> **Task prompt**
Copy out all the records exactly.

Collected data:
####################

//! Error types for the organizer core
//!
//! Errors are grouped by who recovers from them:
//! - `CoordinationError` - duplicate or cancelled triggers, handled by the caller silently
//! - `ExecutionError` - per-file failures, collected and counted in batches
//! - `ModelError` - classifier failures, the gate falls back to "no suggestion"
//! - `StoreError` / `AccessError` / `ConfigError` - collaborator failures

use std::path::PathBuf;
use thiserror::Error;

/// Errors raised by the operation coordinator
#[derive(Debug, Clone, PartialEq, Eq, Error)]
pub enum CoordinationError {
    /// An operation for this file is already running
    #[error("An operation is already in progress for {0}")]
    AlreadyInProgress(String),

    /// The operation was cancelled before it could start
    #[error("Operation cancelled for {0}")]
    OperationCancelled(String),
}

/// Per-file execution failures
#[derive(Debug, Clone, PartialEq, Eq, Error)]
pub enum ExecutionError {
    #[error("Permission denied: {0}")]
    PermissionDenied(String),

    #[error("Folder access for '{0}' is stale and must be granted again")]
    StaleAccessGrant(String),

    #[error("Granted folder {granted} does not match expected destination '{expected}'")]
    WrongFolder { expected: String, granted: String },

    #[error("Not found: {0}")]
    NotFound(String),

    #[error("Not enough disk space to move {0}")]
    DiskFull(String),

    #[error("Refusing to operate on {kind}: {path}")]
    UnsafeFileType { path: String, kind: String },

    #[error("Path is outside of every granted folder: {0}")]
    OutsideGrantedRoot(String),

    #[error("Refusing to modify protected path: {0}")]
    ProtectedPath(String),

    #[error("Destination already exists: {0}")]
    DestinationExists(String),

    #[error("No destination chosen for {0}")]
    MissingDestination(String),

    #[error("I/O error: {0}")]
    Io(String),
}

impl ExecutionError {
    /// Classify an `io::Error` for the given path
    pub fn from_io(err: &std::io::Error, path: &std::path::Path) -> Self {
        let display = path.display().to_string();
        match err.kind() {
            std::io::ErrorKind::PermissionDenied => ExecutionError::PermissionDenied(display),
            std::io::ErrorKind::NotFound => ExecutionError::NotFound(display),
            std::io::ErrorKind::AlreadyExists => ExecutionError::DestinationExists(display),
            // ENOSPC
            _ if err.raw_os_error() == Some(28) => ExecutionError::DiskFull(display),
            _ => ExecutionError::Io(format!("{}: {}", display, err)),
        }
    }
}

/// Failures resolving a folder access grant
#[derive(Debug, Clone, PartialEq, Eq, Error)]
pub enum AccessError {
    #[error("Unknown access token: {0}")]
    UnknownToken(String),

    #[error("Failed to resolve access token {token}: {reason}")]
    Unresolvable { token: String, reason: String },
}

/// Classifier failures. Always recovered by the prediction gate.
#[derive(Debug, Clone, PartialEq, Eq, Error)]
pub enum ModelError {
    #[error("No model version is active")]
    NoActiveModel,

    #[error("Model version {0} is corrupt or unreadable")]
    Corrupt(String),

    #[error("Prediction timed out after {0}ms")]
    Timeout(u64),

    #[error("Training failed: {0}")]
    TrainingFailed(String),

    #[error("Unknown model version: {0}")]
    UnknownVersion(String),
}

/// Persistence failures
#[derive(Debug, Error)]
pub enum StoreError {
    #[error("Database error: {0}")]
    Database(#[from] rusqlite::Error),

    #[error("Serialization error: {0}")]
    Serialization(#[from] serde_json::Error),

    #[error("Invalid stored record: {0}")]
    InvalidRecord(String),

    #[error("Store I/O error: {0}")]
    Io(#[from] std::io::Error),
}

/// Configuration loading failures
#[derive(Debug, Error)]
pub enum ConfigError {
    #[error("Could not determine config directory")]
    NoConfigDir,

    #[error("Failed to read config {path}: {source}")]
    Read {
        path: PathBuf,
        #[source]
        source: std::io::Error,
    },

    #[error("Failed to parse config: {0}")]
    Parse(#[from] serde_json::Error),

    #[error("Invalid value for {key}: {value}")]
    InvalidEnv { key: String, value: String },
}

/// Invalid state transitions on an organized file
#[derive(Debug, Clone, PartialEq, Eq, Error)]
pub enum FileStateError {
    #[error("File {0} cannot be ready without a destination")]
    ReadyWithoutDestination(String),

    #[error("File path must not be empty")]
    EmptyPath,
}

/// Top-level error for organizer entry points
#[derive(Debug, Error)]
pub enum OrganizeError {
    #[error(transparent)]
    Coordination(#[from] CoordinationError),

    #[error("{file}: {source}")]
    Execution {
        file: String,
        #[source]
        source: ExecutionError,
    },

    #[error(transparent)]
    State(#[from] FileStateError),

    #[error(transparent)]
    Store(#[from] StoreError),

    #[error("Organizer is stopped")]
    Stopped,

    #[error("Task failed: {0}")]
    Task(String),
}

impl OrganizeError {
    /// Errors the caller should drop without telling the user
    pub fn is_silent(&self) -> bool {
        matches!(
            self,
            OrganizeError::Coordination(CoordinationError::AlreadyInProgress(_))
        )
    }

    /// Whether this is a cancellation rather than a failure
    pub fn is_cancellation(&self) -> bool {
        matches!(
            self,
            OrganizeError::Coordination(CoordinationError::OperationCancelled(_))
        )
    }
}

#[cfg(test)]
mod tests {
    use super::*;
    use std::path::Path;

    #[test]
    fn test_io_error_classification() {
        let path = Path::new("/tmp/a.pdf");
        let denied = std::io::Error::from(std::io::ErrorKind::PermissionDenied);
        assert_eq!(
            ExecutionError::from_io(&denied, path),
            ExecutionError::PermissionDenied("/tmp/a.pdf".to_string())
        );

        let missing = std::io::Error::from(std::io::ErrorKind::NotFound);
        assert!(matches!(
            ExecutionError::from_io(&missing, path),
            ExecutionError::NotFound(_)
        ));

        let full = std::io::Error::from_raw_os_error(28);
        assert!(matches!(
            ExecutionError::from_io(&full, path),
            ExecutionError::DiskFull(_)
        ));
    }

    #[test]
    fn test_silent_and_cancellation() {
        let dup = OrganizeError::from(CoordinationError::AlreadyInProgress("a".into()));
        assert!(dup.is_silent());
        assert!(!dup.is_cancellation());

        let cancelled = OrganizeError::from(CoordinationError::OperationCancelled("a".into()));
        assert!(cancelled.is_cancellation());
        assert!(!cancelled.is_silent());
    }
}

####################

> **Worked solution**
//! Error types for the organizer core
//!
//! Errors are grouped by who recovers from them:
//! - `CoordinationError` - duplicate or cancelled triggers, handled by the caller silently
//! - `ExecutionError` - per-file failures, collected and counted in batches
//! - `ModelError` - classifier failures, the gate falls back to "no suggestion"
//! - `StoreError` / `AccessError` / `ConfigError` - collaborator failures

use std::path::PathBuf;
use thiserror::Error;

/// Errors raised by the operation coordinator
#[derive(Debug, Clone, PartialEq, Eq, Error)]
pub enum CoordinationError {
    /// An operation for this file is already running
    #[error("An operation is already in progress for {0}")]
    AlreadyInProgress(String),

    /// The operation was cancelled before it could start
    #[error("Operation cancelled for {0}")]
    OperationCancelled(String),
}

/// Per-file execution failures
#[derive(Debug, Clone, PartialEq, Eq, Error)]
pub enum ExecutionError {
    #[error("Permission denied: {0}")]
    PermissionDenied(String),

    #[error("Folder access for '{0}' is stale and must be granted again")]
    StaleAccessGrant(String),

    #[error("Granted folder {granted} does not match expected destination '{expected}'")]
    WrongFolder { expected: String, granted: String },

    #[error("Not found: {0}")]
    NotFound(String),

    #[error("Not enough disk space to move {0}")]
    DiskFull(String),

    #[error("Refusing to operate on {kind}: {path}")]
    UnsafeFileType { path: String, kind: String },

    #[error("Path is outside of every granted folder: {0}")]
    OutsideGrantedRoot(String),

    #[error("Refusing to modify protected path: {0}")]
    ProtectedPath(String),

    #[error("Destination already exists: {0}")]
    DestinationExists(String),

    #[error("No destination chosen for {0}")]
    MissingDestination(String),

    #[error("I/O error: {0}")]
    Io(String),
}

impl ExecutionError {
    /// Classify an `io::Error` for the given path
    pub fn from_io(err: &std::io::Error, path: &std::path::Path) -> Self {
        let display = path.display().to_string();
        match err.kind() {
            std::io::ErrorKind::PermissionDenied => ExecutionError::PermissionDenied(display),
            std::io::ErrorKind::NotFound => ExecutionError::NotFound(display),
            std::io::ErrorKind::AlreadyExists => ExecutionError::DestinationExists(display),
            // ENOSPC
            _ if err.raw_os_error() == Some(28) => ExecutionError::DiskFull(display),
            _ => ExecutionError::Io(format!("{}: {}", display, err)),
        }
    }
}

/// Failures resolving a folder access grant
#[derive(Debug, Clone, PartialEq, Eq, Error)]
pub enum AccessError {
    #[error("Unknown access token: {0}")]
    UnknownToken(String),

    #[error("Failed to resolve access token {token}: {reason}")]
    Unresolvable { token: String, reason: String },
}

/// Classifier failures. Always recovered by the prediction gate.
#[derive(Debug, Clone, PartialEq, Eq, Error)]
pub enum ModelError {
    #[error("No model version is active")]
    NoActiveModel,

    #[error("Model version {0} is corrupt or unreadable")]
    Corrupt(String),

    #[error("Prediction timed out after {0}ms")]
    Timeout(u64),

    #[error("Training failed: {0}")]
    TrainingFailed(String),

    #[error("Unknown model version: {0}")]
    UnknownVersion(String),
}

/// Persistence failures
#[derive(Debug, Error)]
pub enum StoreError {
    #[error("Database error: {0}")]
    Database(#[from] rusqlite::Error),

    #[error("Serialization error: {0}")]
    Serialization(#[from] serde_json::Error),

    #[error("Invalid stored record: {0}")]
    InvalidRecord(String),

    #[error("Store I/O error: {0}")]
    Io(#[from] std::io::Error),
}

/// Configuration loading failures
#[derive(Debug, Error)]
pub enum ConfigError {
    #[error("Could not determine config directory")]
    NoConfigDir,

    #[error("Failed to read config {path}: {source}")]
    Read {
        path: PathBuf,
        #[source]
        source: std::io::Error,
    },

    #[error("Failed to parse config: {0}")]
    Parse(#[from] serde_json::Error),

    #[error("Invalid value for {key}: {value}")]
    InvalidEnv { key: String, value: String },
}

/// Invalid state transitions on an organized file
#[derive(Debug, Clone, PartialEq, Eq, Error)]
pub enum FileStateError {
    #[error("File {0} cannot be ready without a destination")]
    ReadyWithoutDestination(String),

    #[error("File path must not be empty")]
    EmptyPath,
}

/// Top-level error for organizer entry points
#[derive(Debug, Error)]
pub enum OrganizeError {
    #[error(transparent)]
    Coordination(#[from] CoordinationError),

    #[error("{file}: {source}")]
    Execution {
        file: String,
        #[source]
        source: ExecutionError,
    },

    #[error(transparent)]
    State(#[from] FileStateError),

    #[error(transparent)]
    Store(#[from] StoreError),

    #[error("Organizer is stopped")]
    Stopped,

    #[error("Task failed: {0}")]
    Task(String),
}

impl OrganizeError {
    /// Errors the caller should drop without telling the user
    pub fn is_silent(&self) -> bool {
        matches!(
            self,
            OrganizeError::Coordination(CoordinationError::AlreadyInProgress(_))
        )
    }

    /// Whether this is a cancellation rather than a failure
    pub fn is_cancellation(&self) -> bool {
        matches!(
            self,
            OrganizeError::Coordination(CoordinationError::OperationCancelled(_))
        )
    }
}

#[cfg(test)]
mod tests {
    use super::*;
    use std::path::Path;

    #[test]
    fn test_io_error_classification() {
        let path = Path::new("/tmp/a.pdf");
        let denied = std::io::Error::from(std::io::ErrorKind::PermissionDenied);
        assert_eq!(
            ExecutionError::from_io(&denied, path),
            ExecutionError::PermissionDenied("/tmp/a.pdf".to_string())
        );

        let missing = std::io::Error::from(std::io::ErrorKind::NotFound);
        assert!(matches!(
            ExecutionError::from_io(&missing, path),
            ExecutionError::NotFound(_)
        ));

        let full = std::io::Error::from_raw_os_error(28);
        assert!(matches!(
            ExecutionError::from_io(&full, path),
            ExecutionError::DiskFull(_)
        ));
    }

    #[test]
    fn test_silent_and_cancellation() {
        let dup = OrganizeError::from(CoordinationError::AlreadyInProgress("a".into()));
        assert!(dup.is_silent());
        assert!(!dup.is_cancellation());

        let cancelled = OrganizeError::from(CoordinationError::OperationCancelled("a".into()));
        assert!(cancelled.is_cancellation());
        assert!(!cancelled.is_silent());
    }
}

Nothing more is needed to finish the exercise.